ただ有望、というだけではだめなのが難しい。圧倒的な強さやスピードが求められるし、運も絡んでくる。

たとえ2年前の時点でUBICの事業が有望だとわかっていたとしても、これはあまりにも狭き門だと言うほかない。だが、UBICの株なら誰でも買うことが出来たのだ。それこそ時価総額が3億円を割るほどの捨て値で売られていたのだ

誰だって本当に有望な企業に参加したい。ただし「実際に働く」の門はどんどん狭くなっている。そこで「働く」だけが本当に正解なのか。

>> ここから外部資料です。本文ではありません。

//! The self record and partial updates to it.

use chrono::{DateTime, Utc};
use serde::{Deserialize, Serialize};
use uuid::Uuid;

use crate::{
  checkin::{CheckInStatus, NotificationPreferences},
  interval::{CheckInInterval, CheckInWindow},
};

// ─── User ────────────────────────────────────────────────────────────────────

/// A user's own record. Identifiers are server-assigned; the client only
/// mirrors them.
#[derive(Debug, Clone, PartialEq, Serialize, Deserialize)]
pub struct User {
  pub user_id:               Uuid,
  pub name:                  String,
  pub phone_number:          String,
  pub phone_region:          String,
  /// Free-text emergency note shown to contacts.
  pub note:                  String,
  /// Opaque code shown as a QR image; resolves to this user on lookup.
  pub qr_code_id:            Uuid,
  pub last_checked_in:       DateTime<Utc>,
  pub check_in_interval:     CheckInInterval,
  pub notify_30_min_before:  bool,
  pub notify_2_hours_before: bool,
  pub manual_alert_active:   bool,
  #[serde(default)]
  pub manual_alert_at:       Option<DateTime<Utc>>,
  pub notification_enabled:  bool,
  pub profile_complete:      bool,
  pub last_updated:          DateTime<Utc>,
}

impl User {
  pub fn window(&self) -> CheckInWindow {
    CheckInWindow::new(self.last_checked_in, self.check_in_interval)
  }

  pub fn status(&self, now: DateTime<Utc>) -> CheckInStatus {
    CheckInStatus::at(&self.window(), now)
  }

  pub fn preferences(&self) -> NotificationPreferences {
    NotificationPreferences {
      notification_enabled:  self.notification_enabled,
      notify_30_min_before:  self.notify_30_min_before,
      notify_2_hours_before: self.notify_2_hours_before,
    }
  }
}

// ─── UserPatch ───────────────────────────────────────────────────────────────

/// A partial update to a [`User`]. Only `Some` fields are sent or applied.
///
/// `manual_alert_at` is doubly optional: `Some(None)` clears the timestamp.
#[derive(Debug, Clone, Default, PartialEq, Serialize, Deserialize)]
pub struct UserPatch {
  #[serde(default, skip_serializing_if = "Option::is_none")]
  pub name:                  Option<String>,
  #[serde(default, skip_serializing_if = "Option::is_none")]
  pub phone_number:          Option<String>,
  #[serde(default, skip_serializing_if = "Option::is_none")]
  pub phone_region:          Option<String>,
  #[serde(default, skip_serializing_if = "Option::is_none")]
  pub note:                  Option<String>,
  #[serde(default, skip_serializing_if = "Option::is_none")]
  pub last_checked_in:       Option<DateTime<Utc>>,
  #[serde(default, skip_serializing_if = "Option::is_none")]
  pub check_in_interval:     Option<CheckInInterval>,
  #[serde(default, skip_serializing_if = "Option::is_none")]
  pub notify_30_min_before:  Option<bool>,
  #[serde(default, skip_serializing_if = "Option::is_none")]
  pub notify_2_hours_before: Option<bool>,
  #[serde(default, skip_serializing_if = "Option::is_none")]
  pub notification_enabled:  Option<bool>,
  #[serde(default, skip_serializing_if = "Option::is_none")]
  pub manual_alert_active:   Option<bool>,
  #[serde(
    default,
    skip_serializing_if = "Option::is_none",
    with = "double_option"
  )]
  pub manual_alert_at:       Option<Option<DateTime<Utc>>>,
  #[serde(default, skip_serializing_if = "Option::is_none")]
  pub profile_complete:      Option<bool>,
}

impl UserPatch {
  pub fn check_in(at: DateTime<Utc>) -> Self {
    Self { last_checked_in: Some(at), ..Self::default() }
  }

  pub fn interval(interval: CheckInInterval) -> Self {
    Self { check_in_interval: Some(interval), ..Self::default() }
  }

  /// Activation stamps `at`; deactivation clears the timestamp.
  pub fn manual_alert(active: bool, at: DateTime<Utc>) -> Self {
    Self {
      manual_alert_active: Some(active),
      manual_alert_at: Some(active.then_some(at)),
      ..Self::default()
    }
  }

  pub fn preferences(prefs: NotificationPreferences) -> Self {
    Self {
      notification_enabled: Some(prefs.notification_enabled),
      notify_30_min_before: Some(prefs.notify_30_min_before),
      notify_2_hours_before: Some(prefs.notify_2_hours_before),
      ..Self::default()
    }
  }

  pub fn is_empty(&self) -> bool { *self == Self::default() }

  /// Overwrite every field present in the patch. `last_updated` is left to
  /// the caller.
  pub fn apply(&self, user: &mut User) {
    if let Some(v) = &self.name {
      user.name = v.clone();
    }
    if let Some(v) = &self.phone_number {
      user.phone_number = v.clone();
    }
    if let Some(v) = &self.phone_region {
      user.phone_region = v.clone();
    }
    if let Some(v) = &self.note {
      user.note = v.clone();
    }
    if let Some(v) = self.last_checked_in {
      user.last_checked_in = v;
    }
    if let Some(v) = self.check_in_interval {
      user.check_in_interval = v;
    }
    if let Some(v) = self.notify_30_min_before {
      user.notify_30_min_before = v;
    }
    if let Some(v) = self.notify_2_hours_before {
      user.notify_2_hours_before = v;
    }
    if let Some(v) = self.notification_enabled {
      user.notification_enabled = v;
    }
    if let Some(v) = self.manual_alert_active {
      user.manual_alert_active = v;
    }
    if let Some(v) = self.manual_alert_at {
      user.manual_alert_at = v;
    }
    if let Some(v) = self.profile_complete {
      user.profile_complete = v;
    }
  }
}

/// Distinguishes an absent field from an explicit `null`.
mod double_option {
  use serde::{Deserialize, Deserializer, Serialize, Serializer};

  pub fn serialize<T, S>(value: &Option<Option<T>>, s: S) -> Result<S::Ok, S::Error>
  where
    T: Serialize,
    S: Serializer,
  {
    match value {
      Some(inner) => inner.serialize(s),
      None => s.serialize_none(),
    }
  }

  pub fn deserialize<'de, T, D>(d: D) -> Result<Option<Option<T>>, D::Error>
  where
    T: Deserialize<'de>,
    D: Deserializer<'de>,
  {
    Option::<T>::deserialize(d).map(Some)
  }
}

// ─── Lookup result ───────────────────────────────────────────────────────────

/// The public part of a user's profile, returned by a QR-code lookup.
#[derive(Debug, Clone, PartialEq, Eq, Serialize, Deserialize)]
pub struct PeerProfile {
  pub user_id:      Uuid,
  pub name:         String,
  pub phone_number: String,
  pub note:         String,
}

// ─── NewUser ─────────────────────────────────────────────────────────────────

/// Input to account creation on the server side.
#[derive(Debug, Clone, Serialize, Deserialize)]
pub struct NewUser {
  pub name:              String,
  #[serde(default)]
  pub phone_number:      String,
  #[serde(default = "default_region")]
  pub phone_region:      String,
  #[serde(default)]
  pub check_in_interval: CheckInInterval,
}

fn default_region() -> String { "US".to_owned() }

impl NewUser {
  pub fn new(name: impl Into<String>) -> Self {
    Self {
      name:              name.into(),
      phone_number:      String::new(),
      phone_region:      default_region(),
      check_in_interval: CheckInInterval::default(),
    }
  }
}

所属や職種、時には言語や国境さえも超えて、いつでもコモディティ化していないマーケットへとアクセスすることが可能

これが株式投資の魅力なんだってさ。株式投資に限らず、この発想は何かに活かせないかな。


ただ、そのあとの続く文章がシビアだ。

将来性を感じさせるストーリーが出てくると局所的なバブルが発生するのだ。それをいち早く察知するには、特定の分野に対する専門性よりも、むしろ世の中の動き全体を広く浅く観測することが重要となる

きわめて局所的だが、具体的な経済話。こういうの読みたかった。全体としては、もはや人でさえコモディティ化する世界に生きているわけだから、「マクロ」そのものの流れを理解してもそれだけで生き残る道を見つけられない。 「業界」単位では正解は発見できない。 そうじゃなくて「企業」単位、事業単位、ストーリー単位でものを見れないとダメなんじゃないだろうか。ゆえに、ラノベ全体を語るような、おおざっぱな業界なんて話はその中で生きる業界内部の人間か、業界そのものを破壊する天才が考えていればよく、自分たちはその中でいかに生き残るストーリーを作り上げるか、という事を考える必要があるのではないか。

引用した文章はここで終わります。